As the New York City nurses strike neared the two-week mark Saturday, Gov. Kathy Hochul extended the disaster emergency she declared earlier this month to help keep the health system afloat during the work stoppage.
The order allows clinicians licensed in other states to work in Manhattan and the Bronx, where nurses are striking — a measure hospitals say has been crucial to dealing with strike-related staffing challenges. The order was supposed to expire Sunday but was extended to Feb. 2.
The move comes as nurses and hospital representatives signal that contract negotiations remain fraught, despite nurses scaling back their salary demands in recent days.
Nearly 15,000 nurses went on strike at hospitals run by Mount Sinai, Montefiore and NewYork-Presbyterian on Jan. 12.
After halting negotiations early in the strike, nurses resumed bargaining with all hospitals Thursday and the parties vowed, at the behest of Hochul and Mayor Zohran Mamdani, to bargain daily to try to reach an agreement.
But on Friday evening, the New York State Nurses Association, Mount Sinai and NewYork-Presbyterian all issued updates signaling they were still far from being on the same page. Montefiore did not provide an update on negotiations.
NewYork-Presbyterian said the parties left the table that evening with no commitment to return the following day. Neither the nurses union nor any of the hospitals confirmed whether negotiations continued Saturday.
Scaling back salary demands
The nurses’ union said it entered talks Thursday with a new proposal to reduce its salary demands, which hospital representatives confirmed.
The average base salary for nurses at NewYork-Presbyterian is $163,000, according to hospital officials. The average base salary for nurses at Montefiore is similar, while nurses at Mount Sinai make just under $130,000, according to the New York Times.
In the early stages of negotiations this fall, nurses were asking for 10% wage increases annually over three years, the New York Times reported.

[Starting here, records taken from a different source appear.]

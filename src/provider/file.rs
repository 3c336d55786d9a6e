//! Filesystem metadata fields: path components, stat values, timestamps
//!
//! The I/O lives here, not in the engine; stat-derived values are cached
//! in the render context so a template touching `size`, `uid` and `user`
//! stats the file once per field at most.

use std::fs::Metadata;
use std::path::{Path, PathBuf};

use chrono::{DateTime, Local};

use crate::error::EvalError;
use crate::eval::EvalScope;
use crate::provider::{dates, FieldProvider, FieldRef, Resolved};

const NAMESPACES: [&str; 11] = [
    "filepath",
    "size",
    "uid",
    "gid",
    "user",
    "group",
    "created",
    "modified",
    "accessed",
    "today",
    "now",
];

pub struct FileProvider;

impl FieldProvider for FileProvider {
    fn namespaces(&self) -> &[&'static str] {
        &NAMESPACES
    }

    fn resolve(
        &self,
        field: &FieldRef<'_>,
        scope: &mut EvalScope<'_, '_>,
    ) -> Result<Option<Resolved>, EvalError> {
        match field.field {
            "filepath" => path_value(scope.file().path(), field.attributes).map(Some),
            "size" | "uid" | "gid" | "user" | "group" => {
                if let Some(values) = scope.cached(field.field, None, &[]) {
                    return Ok(Some(Resolved::new(values)));
                }
                let meta = stat(field.field, scope.file().path())?;
                let value = stat_value(field.field, &meta)?;
                scope.cache_insert(field.field, None, &[], vec![value.clone()]);
                Ok(Some(Resolved::one(value)))
            }
            "created" | "modified" | "accessed" => {
                let meta = stat(field.field, scope.file().path())?;
                let time = match field.field {
                    "created" => meta.created(),
                    "accessed" => meta.accessed(),
                    _ => meta.modified(),
                }
                .map_err(|e| EvalError::provider(field.field, e))?;
                let dt = DateTime::<Local>::from(time);
                dates::resolve_datetime(field.field, dt, field.attributes, field.default, scope)
                    .map(Some)
            }
            "today" => {
                let dt = scope.sticky_now();
                dates::resolve_datetime("today", dt, field.attributes, field.default, scope)
                    .map(Some)
            }
            "now" => {
                dates::resolve_datetime("now", Local::now(), field.attributes, field.default, scope)
                    .map(Some)
            }
            _ => Ok(None),
        }
    }
}

fn stat(namespace: &str, path: &Path) -> Result<Metadata, EvalError> {
    std::fs::metadata(path).map_err(|e| EvalError::provider(namespace, e))
}

/// Walk the `name`/`stem`/`suffix`/`parent` attribute chain; `parent` is
/// the only attribute that stays a path and may be chained further.
fn path_value(path: &Path, attributes: &[String]) -> Result<Resolved, EvalError> {
    let mut current: PathBuf = path.to_path_buf();
    let mut terminal: Option<String> = None;
    for attr in attributes {
        if terminal.is_some() {
            return Err(EvalError::unknown_field("filepath", Some(attr)));
        }
        match attr.as_str() {
            "parent" => {
                current = match current.parent() {
                    Some(p) if !p.as_os_str().is_empty() => p.to_path_buf(),
                    _ => PathBuf::from("."),
                };
            }
            "name" => {
                terminal = Some(
                    current
                        .file_name()
                        .map(|n| n.to_string_lossy().into_owned())
                        .unwrap_or_default(),
                );
            }
            "stem" => {
                terminal = Some(
                    current
                        .file_stem()
                        .map(|n| n.to_string_lossy().into_owned())
                        .unwrap_or_default(),
                );
            }
            "suffix" => {
                terminal = Some(
                    current
                        .extension()
                        .map(|e| format!(".{}", e.to_string_lossy()))
                        .unwrap_or_default(),
                );
            }
            _ => return Err(EvalError::unknown_field("filepath", Some(attr))),
        }
    }
    let value = terminal.unwrap_or_else(|| current.display().to_string());
    Ok(Resolved::one(value))
}

#[cfg(unix)]
fn stat_value(field: &str, meta: &Metadata) -> Result<String, EvalError> {
    use std::os::unix::fs::MetadataExt;
    let value = match field {
        "size" => meta.len().to_string(),
        "uid" => meta.uid().to_string(),
        "gid" => meta.gid().to_string(),
        "user" => unix::user_name(meta.uid()).unwrap_or_else(|| meta.uid().to_string()),
        "group" => unix::group_name(meta.gid()).unwrap_or_else(|| meta.gid().to_string()),
        other => return Err(EvalError::unknown_field(other, None)),
    };
    Ok(value)
}

#[cfg(not(unix))]
fn stat_value(field: &str, meta: &Metadata) -> Result<String, EvalError> {
    match field {
        "size" => Ok(meta.len().to_string()),
        other => Err(EvalError::provider(
            other,
            "file ownership fields require a unix platform",
        )),
    }
}

#[cfg(unix)]
mod unix {
    use std::ffi::CStr;

    /// Reentrant passwd lookup; `None` when the id has no entry
    pub fn user_name(uid: u32) -> Option<String> {
        let mut buf = vec![0u8; 1024];
        loop {
            let mut pwd: libc::passwd = unsafe { std::mem::zeroed() };
            let mut result: *mut libc::passwd = std::ptr::null_mut();
            let rc = unsafe {
                libc::getpwuid_r(
                    uid,
                    &mut pwd,
                    buf.as_mut_ptr() as *mut libc::c_char,
                    buf.len(),
                    &mut result,
                )
            };
            if rc == libc::ERANGE {
                let len = buf.len() * 2;
                buf.resize(len, 0);
                continue;
            }
            if rc != 0 || result.is_null() {
                return None;
            }
            let name = unsafe { CStr::from_ptr(pwd.pw_name) };
            return Some(name.to_string_lossy().into_owned());
        }
    }

    pub fn group_name(gid: u32) -> Option<String> {
        let mut buf = vec![0u8; 1024];
        loop {
            let mut grp: libc::group = unsafe { std::mem::zeroed() };
            let mut result: *mut libc::group = std::ptr::null_mut();
            let rc = unsafe {
                libc::getgrgid_r(
                    gid,
                    &mut grp,
                    buf.as_mut_ptr() as *mut libc::c_char,
                    buf.len(),
                    &mut result,
                )
            };
            if rc == libc::ERANGE {
                let len = buf.len() * 2;
                buf.resize(len, 0);
                continue;
            }
            if rc != 0 || result.is_null() {
                return None;
            }
            let name = unsafe { CStr::from_ptr(grp.gr_name) };
            return Some(name.to_string_lossy().into_owned());
        }
    }
}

Throughout negotiations, hospital reps have called nurses’ salary demands unreasonable.
According to Mount Sinai, nurses are now proposing increases of 7% in the first year of the new contract, 6% in the second year, and 5% in the third year. Mount Sinai said it also made a counteroffer.

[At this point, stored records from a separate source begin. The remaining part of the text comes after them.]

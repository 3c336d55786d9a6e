//! Punctuation fields: reserved characters as ordinary fields
//!
//! Because these evaluate after parsing, they cannot embed a separator
//! inside the clause they appear in; variables are the escape mechanism
//! for that.

use crate::error::EvalError;
use crate::eval::EvalScope;
use crate::provider::{FieldProvider, FieldRef, Resolved};

const NAMESPACES: [&str; 16] = [
    "comma",
    "semicolon",
    "questionmark",
    "pipe",
    "percent",
    "ampersand",
    "openbrace",
    "closebrace",
    "openparens",
    "closeparens",
    "openbracket",
    "closebracket",
    "newline",
    "lf",
    "cr",
    "crlf",
];

pub struct PunctuationProvider;

impl FieldProvider for PunctuationProvider {
    fn namespaces(&self) -> &[&'static str] {
        &NAMESPACES
    }

    fn resolve(
        &self,
        field: &FieldRef<'_>,
        _scope: &mut EvalScope<'_, '_>,
    ) -> Result<Option<Resolved>, EvalError> {
        let value = match field.field {
            "comma" => ",",
            "semicolon" => ";",
            "questionmark" => "?",
            "pipe" => "|",
            "percent" => "%",
            "ampersand" => "&",
            "openbrace" => "{",
            "closebrace" => "}",
            "openparens" => "(",
            "closeparens" => ")",
            "openbracket" => "[",
            "closebracket" => "]",
            "newline" | "lf" => "\n",
            "cr" => "\r",
            "crlf" => "\r\n",
            _ => return Ok(None),
        };
        Ok(Some(Resolved::one(value)))
    }
}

The Nurses Association did not confirm the details of the salary negotiations.
But despite new movement on wages, a Mount Sinai spokesperson lamented Friday evening that NYSNA was holding firm on its other economic demands.
NYSNA, meanwhile, continued to accuse hospital leaders Friday of trying to cut nurses’ health benefits.

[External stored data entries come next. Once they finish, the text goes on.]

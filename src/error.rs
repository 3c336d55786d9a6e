//! Error types for template parsing and evaluation

use ariadne::{Color, Label, Report, ReportKind, Source};
use thiserror::Error;

/// Malformed template string, reported before any evaluation
#[derive(Error, Debug, Clone, PartialEq, Eq)]
#[error("syntax error at offset {offset}: {reason}")]
pub struct SyntaxError {
    /// Byte offset into the template source
    pub offset: usize,
    pub reason: String,
}

impl SyntaxError {
    pub fn new(offset: usize, reason: impl Into<String>) -> Self {
        Self {
            offset,
            reason: reason.into(),
        }
    }

    /// Format the error with source context using ariadne
    pub fn format(&self, source: &str, filename: &str) -> String {
        let mut buf = Vec::new();
        let end = (self.offset + 1).min(source.len().max(1));
        let span = self.offset.min(source.len())..end;
        Report::build(ReportKind::Error, filename, self.offset)
            .with_message(&self.reason)
            .with_label(
                Label::new((filename, span))
                    .with_message(&self.reason)
                    .with_color(Color::Red),
            )
            .finish()
            .write((filename, Source::from(source)), &mut buf)
            .ok();
        String::from_utf8_lossy(&buf).into_owned()
    }
}

/// Failures raised while evaluating a parsed template.
///
/// Empty field resolution is not an error; it triggers default
/// substitution instead.
#[derive(Error, Debug)]
pub enum EvalError {
    /// No provider claimed the field
    #[error("unknown template field: {}", field_display(.field, .subfield))]
    UnknownField {
        field: String,
        subfield: Option<String>,
    },

    #[error("unknown filter: {name}")]
    UnknownFilter { name: String },

    #[error("bad argument for filter {name}: {reason}")]
    BadFilterArg { name: String, reason: String },

    /// Value could not be converted to the requested type
    #[error("cannot convert '{value}' to {ty}")]
    Coercion { ty: String, value: String },

    #[error("variable '{name}' is not defined")]
    UnboundVariable { name: String },

    /// A multi-valued variable was expanded where a single value is required
    #[error("variable '{name}' holds {count} values where a single value is required")]
    AmbiguousVariable { name: String, count: usize },

    /// Misused numeric comparison operator
    #[error("invalid comparison: {reason}")]
    Comparison { reason: String },

    /// Provider-reported failure (I/O, parse)
    #[error("provider '{namespace}' failed: {source}")]
    Provider {
        namespace: String,
        #[source]
        source: Box<dyn std::error::Error + Send + Sync>,
    },
}

impl EvalError {
    /// Wrap a provider failure for `namespace`
    pub fn provider(
        namespace: impl Into<String>,
        source: impl Into<Box<dyn std::error::Error + Send + Sync>>,
    ) -> Self {
        EvalError::Provider {
            namespace: namespace.into(),
            source: source.into(),
        }
    }

    pub fn unknown_field(field: impl Into<String>, subfield: Option<&str>) -> Self {
        EvalError::UnknownField {
            field: field.into(),
            subfield: subfield.map(str::to_string),
        }
    }
}

fn field_display(field: &str, subfield: &Option<String>) -> String {
    match subfield {
        Some(sf) => format!("{field}:{sf}"),
        None => field.to_string(),
    }
}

“The only thing we ask is that they provide us with health care and they said they were going to do it, but they lied,” Simone Way, a nurse at Mount Sinai Morningside, said at a press conference NYSNA held at the Javits Center on Friday evening, capping two days of talks.
NewYork-Presbyterian and Mount Sinai followed up with their own emails after the press conference, once again denying that they were trying to cut nurses’ health benefits.
“We are committed to the bargaining process and will be at the table when NYSNA is ready to return and have a constructive dialogue towards a reasonable agreement,” said Angela Karafazli, a spokesperson for NewYork-Presbyterian.
Montefiore did not respond to a request for comment Saturday on how negotiations were progressing.